It's been over a decade since my daughter's birth, 6 years since I began my work as a doula, but I've been viewing the world from behind the lens since I was younger than my daughter is today. I can still vividly remember the first time I held my Mother's Minolta 35mm film camera in my hands. My fascination with photography soon blossomed from a casual hobby into my life's greatest passion. I followed my path as an artist and capturer of the human experience from my high school darkroom to an intensive summer program at the School of the Art Institute of Chicago. I then followed my dream down to Austin. And then it happened. We got pregnant. We were young, broke, fully unprepared, but already so in love with each other and our baby. I put everything on pause. My education, my plans to travel, the years I thought we'd have on the front end of our partnership before kids, and of course, my photography career. Yet it didn't feel like a sacrifice.
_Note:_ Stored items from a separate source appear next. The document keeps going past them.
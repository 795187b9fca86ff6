pub mod build;
pub mod fetch;
pub mod options;
pub mod plan;
pub mod verify;

use crate::cli::OptionArgs;
use crate::config::KilnConfig;
use anyhow::Result;
use formula::{InstallLayout, InstallRequest, PlatformFacts, Recipe};

/// Build an install request for `recipe` from CLI option arguments and config.
pub(crate) fn request(
    recipe: &Recipe,
    config: &KilnConfig,
    options: &OptionArgs,
) -> Result<InstallRequest> {
    let prefix = config.prefix_for(recipe, options.prefix.as_deref())?;
    log::debug!("Install prefix: {}", prefix.display());
    Ok(
        InstallRequest::new(PlatformFacts::detect(), InstallLayout::new(prefix))
            .flags(options.flags()),
    )
}
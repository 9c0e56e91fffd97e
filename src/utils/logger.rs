use tracing_subscriber::{layer::SubscriberExt, util::SubscriberInitExt, EnvFilter};

#[derive(Debug, Clone, Copy, Default, PartialEq, Eq)]
#[cfg_attr(feature = "cli", derive(clap::ValueEnum))]
pub enum LogFormat {
    /// Human readable single-line output (default)
    #[default]
    Compact,
    /// One JSON object per event
    Json,
}

fn default_filter(verbose: bool) -> EnvFilter {
    if verbose {
        EnvFilter::try_from_default_env()
            .unwrap_or_else(|_| EnvFilter::new("sra_fetch=debug,info"))
    } else {
        EnvFilter::try_from_default_env().unwrap_or_else(|_| EnvFilter::new("sra_fetch=info"))
    }
}

pub fn init_cli_logger(verbose: bool, format: LogFormat) {
    let filter = default_filter(verbose);

    match format {
        LogFormat::Compact => tracing_subscriber::registry()
            .with(filter)
            .with(
                tracing_subscriber::fmt::layer()
                    .with_target(false)
                    .with_thread_ids(false)
                    .with_file(false)
                    .with_line_number(false)
                    .with_writer(std::io::stderr)
                    .compact(),
            )
            .init(),
        LogFormat::Json => tracing_subscriber::registry()
            .with(filter)
            .with(
                tracing_subscriber::fmt::layer()
                    .with_target(false)
                    .with_thread_ids(false)
                    .with_file(false)
                    .with_line_number(false)
                    .with_writer(std::io::stderr)
                    .json(),
            )
            .init(),
    }
}
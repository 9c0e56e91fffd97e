#[cfg(feature = "cli")]
use std::sync::Mutex;
#[cfg(feature = "cli")]
use std::time::{Duration, Instant};
#[cfg(feature = "cli")]
use sysinfo::{CpuRefreshKind, Pid, RefreshKind, System};

/// Logical CPU count as reported by the OS, if it can be determined.
#[cfg(feature = "cli")]
pub fn logical_cores() -> Option<usize> {
    let system =
        System::new_with_specifics(RefreshKind::nothing().with_cpu(CpuRefreshKind::everything()));
    match system.cpus().len() {
        0 => None,
        n => Some(n),
    }
}

#[cfg(not(feature = "cli"))]
pub fn logical_cores() -> Option<usize> {
    None
}

#[cfg(feature = "cli")]
#[derive(Debug, Clone)]
pub struct SystemStats {
    pub cpu_usage: f32,
    pub memory_usage_mb: u64,
    pub peak_memory_mb: u64,
    pub elapsed_time: Duration,
}

#[cfg(feature = "cli")]
pub struct SystemMonitor {
    system: Mutex<System>,
    pid: Option<Pid>,
    start_time: Instant,
    peak_memory: Mutex<u64>,
    enabled: bool,
}

#[cfg(feature = "cli")]
impl SystemMonitor {
    pub fn new(enabled: bool) -> Self {
        let mut system = System::new();
        let pid = sysinfo::get_current_pid().ok();

        if enabled {
            system.refresh_all();
        }

        Self {
            system: Mutex::new(system),
            pid,
            start_time: Instant::now(),
            peak_memory: Mutex::new(0),
            enabled,
        }
    }

    pub fn get_stats(&self) -> Option<SystemStats> {
        if !self.enabled {
            return None;
        }

        let mut system = self.system.lock().ok()?;
        system.refresh_all();

        // fasterq-dump runs as a child process, so this only covers the orchestrator
        let process = system.process(self.pid?)?;
        let memory_mb = process.memory() / 1024 / 1024;

        let mut peak = self.peak_memory.lock().ok()?;
        *peak = (*peak).max(memory_mb);

        Some(SystemStats {
            cpu_usage: process.cpu_usage(),
            memory_usage_mb: memory_mb,
            peak_memory_mb: *peak,
            elapsed_time: self.start_time.elapsed(),
        })
    }

    pub fn log_stats(&self, phase: &str) {
        if let Some(stats) = self.get_stats() {
            tracing::info!(
                "📊 {} - CPU: {:.1}%, Memory: {}MB, Peak: {}MB, Time: {:?}",
                phase,
                stats.cpu_usage,
                stats.memory_usage_mb,
                stats.peak_memory_mb,
                stats.elapsed_time
            );
        }
    }

    pub fn log_final_stats(&self) {
        if let Some(stats) = self.get_stats() {
            tracing::info!(
                "📊 Final Stats - Total Time: {:?}, Peak Memory: {}MB",
                stats.elapsed_time,
                stats.peak_memory_mb
            );
        }
    }

    pub fn is_enabled(&self) -> bool {
        self.enabled
    }
}

#[cfg(feature = "cli")]
impl Default for SystemMonitor {
    fn default() -> Self {
        Self::new(false)
    }
}

#[cfg(not(feature = "cli"))]
#[derive(Default)]
pub struct SystemMonitor;

#[cfg(not(feature = "cli"))]
impl SystemMonitor {
    pub fn new(_enabled: bool) -> Self {
        Self
    }

    pub fn log_stats(&self, _phase: &str) {}

    pub fn log_final_stats(&self) {}

    pub fn is_enabled(&self) -> bool {
        false
    }
}
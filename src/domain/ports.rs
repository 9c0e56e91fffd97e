use crate::domain::model::{CleanupPolicy, CommandOutput, CommandSpec};
use crate::utils::error::Result;
use async_trait::async_trait;
use std::path::Path;

/// File system operations the downloader needs.
pub trait Workspace: Send + Sync {
    /// Size of a regular file, `None` if it does not exist or is not a file.
    fn file_size(&self, path: &Path) -> impl std::future::Future<Output = Option<u64>> + Send;
    fn exists(&self, path: &Path) -> impl std::future::Future<Output = bool> + Send;
    fn create_dir_all(&self, path: &Path) -> impl std::future::Future<Output = Result<()>> + Send;
    fn remove_dir_all(&self, path: &Path) -> impl std::future::Future<Output = Result<()>> + Send;
    fn write_file(
        &self,
        path: &Path,
        data: &[u8],
    ) -> impl std::future::Future<Output = Result<()>> + Send;
}

#[async_trait]
pub trait CommandRunner: Send + Sync {
    async fn run(&self, spec: &CommandSpec) -> Result<CommandOutput>;
}

pub trait ConfigProvider: Send + Sync {
    fn accessions_path(&self) -> &Path;
    fn out_dir(&self) -> &Path;
    fn tmp_dir(&self) -> &Path;
    fn sra_dir(&self) -> &Path;
    fn log_path(&self) -> &Path;
    fn jobs(&self) -> usize;
    fn threads(&self) -> usize;
    fn dry_run(&self) -> bool;
    fn cleanup(&self) -> CleanupPolicy;
}
use crate::utils::error::{FetchError, Result};
use regex::Regex;
use serde::{Deserialize, Serialize};
use std::fmt;
use std::sync::OnceLock;

fn accession_pattern() -> &'static Regex {
    static PATTERN: OnceLock<Regex> = OnceLock::new();
    PATTERN.get_or_init(|| Regex::new(r"^(SRR|ERR|DRR)\d+$").expect("accession pattern is valid"))
}

/// A run accession from SRA, ENA or DDBJ (`SRR`, `ERR`, `DRR` followed by digits).
///
/// Only constructed through [`Accession::parse`], so holding one means the value
/// is safe to use as a path component and as a tool argument.
#[derive(Debug, Clone, PartialEq, Eq, Hash, Serialize, Deserialize)]
#[serde(try_from = "String", into = "String")]
pub struct Accession(String);

impl Accession {
    /// Accepts the value exactly as given; callers normalize case first.
    pub fn parse(raw: &str) -> Result<Self> {
        if Self::is_valid(raw) {
            Ok(Self(raw.to_string()))
        } else {
            Err(FetchError::InvalidAccession {
                value: raw.to_string(),
            })
        }
    }

    pub fn is_valid(raw: &str) -> bool {
        accession_pattern().is_match(raw)
    }

    pub fn as_str(&self) -> &str {
        &self.0
    }
}

impl fmt::Display for Accession {
    fn fmt(&self, f: &mut fmt::Formatter<'_>) -> fmt::Result {
        f.write_str(&self.0)
    }
}

impl TryFrom<String> for Accession {
    type Error = FetchError;

    fn try_from(value: String) -> Result<Self> {
        Self::parse(&value)
    }
}

impl From<Accession> for String {
    fn from(value: Accession) -> Self {
        value.0
    }
}

#[derive(Debug, Clone, Copy, PartialEq, Eq, Serialize, Deserialize)]
#[serde(rename_all = "lowercase")]
pub enum FetchStatus {
    Ok,
    Skipped,
    Failed,
}

/// Outcome of processing one accession.
#[derive(Debug, Clone, PartialEq, Eq, Serialize, Deserialize)]
pub struct AccessionReport {
    pub accession: String,
    pub status: FetchStatus,
    pub message: String,
}

impl AccessionReport {
    pub fn ok(accession: &Accession) -> Self {
        Self {
            accession: accession.to_string(),
            status: FetchStatus::Ok,
            message: "OK".to_string(),
        }
    }

    pub fn skipped(accession: &Accession) -> Self {
        Self {
            accession: accession.to_string(),
            status: FetchStatus::Skipped,
            message: "SKIP (fastq already downloaded)".to_string(),
        }
    }

    pub fn failed(accession: &Accession, message: impl Into<String>) -> Self {
        Self {
            accession: accession.to_string(),
            status: FetchStatus::Failed,
            message: message.into(),
        }
    }

    pub fn is_success(&self) -> bool {
        self.status != FetchStatus::Failed
    }
}

/// Totals for one batch. `ok` counts skipped accessions as well.
#[derive(Debug, Clone, Default, PartialEq, Eq, Serialize, Deserialize)]
pub struct RunSummary {
    pub ok: usize,
    pub failed: usize,
    pub skipped: usize,
    pub total: usize,
    pub reports: Vec<AccessionReport>,
}

impl RunSummary {
    pub fn with_total(total: usize) -> Self {
        Self {
            total,
            ..Self::default()
        }
    }

    pub fn record(&mut self, report: AccessionReport) {
        match report.status {
            FetchStatus::Ok => self.ok += 1,
            FetchStatus::Skipped => {
                self.ok += 1;
                self.skipped += 1;
            }
            FetchStatus::Failed => self.failed += 1,
        }
        self.reports.push(report);
    }

    pub fn has_failures(&self) -> bool {
        self.failed > 0
    }

    pub fn done_line(&self) -> String {
        format!(
            "Done. Successful: {}, Failed: {}, Total: {}",
            self.ok, self.failed, self.total
        )
    }
}

/// Which per-accession scratch directories to remove after a successful download.
#[derive(Debug, Clone, Copy, PartialEq, Eq, Serialize, Deserialize)]
pub struct CleanupPolicy {
    pub delete_tmp_after: bool,
    pub delete_sra_after: bool,
}

impl Default for CleanupPolicy {
    fn default() -> Self {
        Self {
            delete_tmp_after: true,
            delete_sra_after: true,
        }
    }
}

/// An external program invocation.
#[derive(Debug, Clone, PartialEq, Eq)]
pub struct CommandSpec {
    pub program: String,
    pub args: Vec<String>,
}

impl CommandSpec {
    pub fn new<I, S>(program: &str, args: I) -> Self
    where
        I: IntoIterator<Item = S>,
        S: Into<String>,
    {
        Self {
            program: program.to_string(),
            args: args.into_iter().map(Into::into).collect(),
        }
    }

    /// Program and arguments joined by single spaces, as printed before running.
    pub fn display(&self) -> String {
        std::iter::once(self.program.as_str())
            .chain(self.args.iter().map(String::as_str))
            .collect::<Vec<_>>()
            .join(" ")
    }
}

#[derive(Debug, Clone, Default, PartialEq, Eq)]
pub struct CommandOutput {
    pub stdout: String,
    pub stderr: String,
}

#[cfg(test)]
mod tests {
    use super::*;

    #[test]
    fn test_accession_parse() {
        assert!(Accession::parse("SRR123").is_ok());
        assert!(Accession::parse("ERR0").is_ok());
        assert!(Accession::parse("DRR999999").is_ok());
        assert!(Accession::parse("srr123").is_err());
        assert!(Accession::parse("SRR").is_err());
        assert!(Accession::parse("SRX123").is_err());
        assert!(Accession::parse("SRR123a").is_err());
        assert!(Accession::parse(" SRR123").is_err());
    }

    #[test]
    fn test_accession_deserialize_rejects_invalid() {
        let ok: Accession = serde_json::from_str("\"SRR42\"").unwrap();
        assert_eq!(ok.as_str(), "SRR42");
        assert!(serde_json::from_str::<Accession>("\"GSM42\"").is_err());
    }

    #[test]
    fn test_summary_counts_skipped_as_successful() {
        let a = Accession::parse("SRR1").unwrap();
        let b = Accession::parse("SRR2").unwrap();
        let c = Accession::parse("SRR3").unwrap();

        let mut summary = RunSummary::with_total(3);
        summary.record(AccessionReport::ok(&a));
        summary.record(AccessionReport::skipped(&b));
        summary.record(AccessionReport::failed(&c, "boom"));

        assert_eq!(summary.ok, 2);
        assert_eq!(summary.skipped, 1);
        assert_eq!(summary.failed, 1);
        assert!(summary.has_failures());
        assert_eq!(summary.done_line(), "Done. Successful: 2, Failed: 1, Total: 3");
    }

    #[test]
    fn test_command_display() {
        let spec = CommandSpec::new("prefetch", ["SRR1", "--output-directory", "/data/sra"]);
        assert_eq!(spec.display(), "prefetch SRR1 --output-directory /data/sra");
    }
}
use crate::domain::ports::Workspace;
use crate::utils::error::Result;
use std::path::Path;

#[derive(Debug, Clone, Copy, Default)]
pub struct LocalWorkspace;

impl LocalWorkspace {
    pub fn new() -> Self {
        Self
    }
}

impl Workspace for LocalWorkspace {
    async fn file_size(&self, path: &Path) -> Option<u64> {
        let metadata = tokio::fs::metadata(path).await.ok()?;
        metadata.is_file().then(|| metadata.len())
    }

    async fn exists(&self, path: &Path) -> bool {
        tokio::fs::try_exists(path).await.unwrap_or(false)
    }

    async fn create_dir_all(&self, path: &Path) -> Result<()> {
        tokio::fs::create_dir_all(path).await?;
        Ok(())
    }

    async fn remove_dir_all(&self, path: &Path) -> Result<()> {
        tokio::fs::remove_dir_all(path).await?;
        Ok(())
    }

    async fn write_file(&self, path: &Path, data: &[u8]) -> Result<()> {
        if let Some(parent) = path.parent() {
            if !parent.as_os_str().is_empty() {
                tokio::fs::create_dir_all(parent).await?;
            }
        }

        tokio::fs::write(path, data).await?;
        Ok(())
    }
}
I knew from the moment the + appeared on my pregnancy test that our Julia Faye was supposed to be here, and that I was supposed to be her mama.

I went into labor on a Monday evening at home with my now husband, my mother, and our dogs in our little Hyde Park bungalow. We ate, drank tea, laughed, and reminisced. I hopped in the shower, and then spent a lot of time in the tub, listening to music as I got used to my early labor contractions. A friend of mine who was a birth doula & retired midwife came over to check my cervix, and I continued to labor at home. After a while I began to get a little nervous, so we headed to the hospital in hindsight quite prematurely. I eventually got to nearly 9 cm dilated, unmedicated, and stayed there. I was pressured by the doctors and nurses to begin Pitocin, and with that my birth plan went out the window. I wasn't planning to continue without the epidural with the increased intensity of the contractions that came with the addition of this medication. Things then began to progress quickly after that as I tried to process through the loss of what I wanted for my birth as well as the sensation of the epidural. I pushed for roughly 3 hours before they decided they needed to use the vacuum extractor to bring our sweet baby girl earth side. Another thing I was really hoping to avoid. But then she was here. A big healthy cry, and there was our Julia Faye, starring up at me from my chest. She was the most beautiful thing I’d ever seen. We soon had a blissful first experience with her first latch & nursing session, and then it was time to rest.    

However, I somehow couldn't. After a 36-hour labor, with an exhausted mind & body, I found myself wired. After I finally crashed, a crippling depression set in that would last over a year. With my mom, aunts, and grandmother thousands of miles away, I'd watch my partner go off to work each day, and I'd be left alone in what felt like complete isolation even though my beloved daughter was right by my side. I was ultimately hospitalized after a severe mental health crisis and diagnosed with severe postpartum depression as well as bipolar 1 which I would be left to manage for the rest of my life. It was then that I knew for sure, although I had already explored the possibility, that I wanted to become a postpartum doula and one day document the experience of birthing people through my photos. It took some time, but I completed my doula training with DONA, and later Austin Baby Guru, in the spring of 2018 and hit the ground running beginning a mentorship program and building my business full time. I found so much joy & healing in helping others through such a sacred yet trying chapter in the life of their families, I and feel privileged to do so to this day. By the beginning of 2024, the time was right for me to pick my camera back up and start down my path towards becoming a birth photographer. I began a training course with Birth Becomes You, and will be shooting my first birth at the end of the summer. In each visit to a family postpartum and with each image I capture at a birth, I strive to hold space, honor, and support the unique and beautiful lived experience of new parents. I can still feel my mother’s old camera in my hands every time I pick up my own and reflect on my own birth & postpartum experience as I walk into any birth space or family home. I am beyond blessed & grateful to be able to do this work, and I cannot imagine doing absolutely anything else.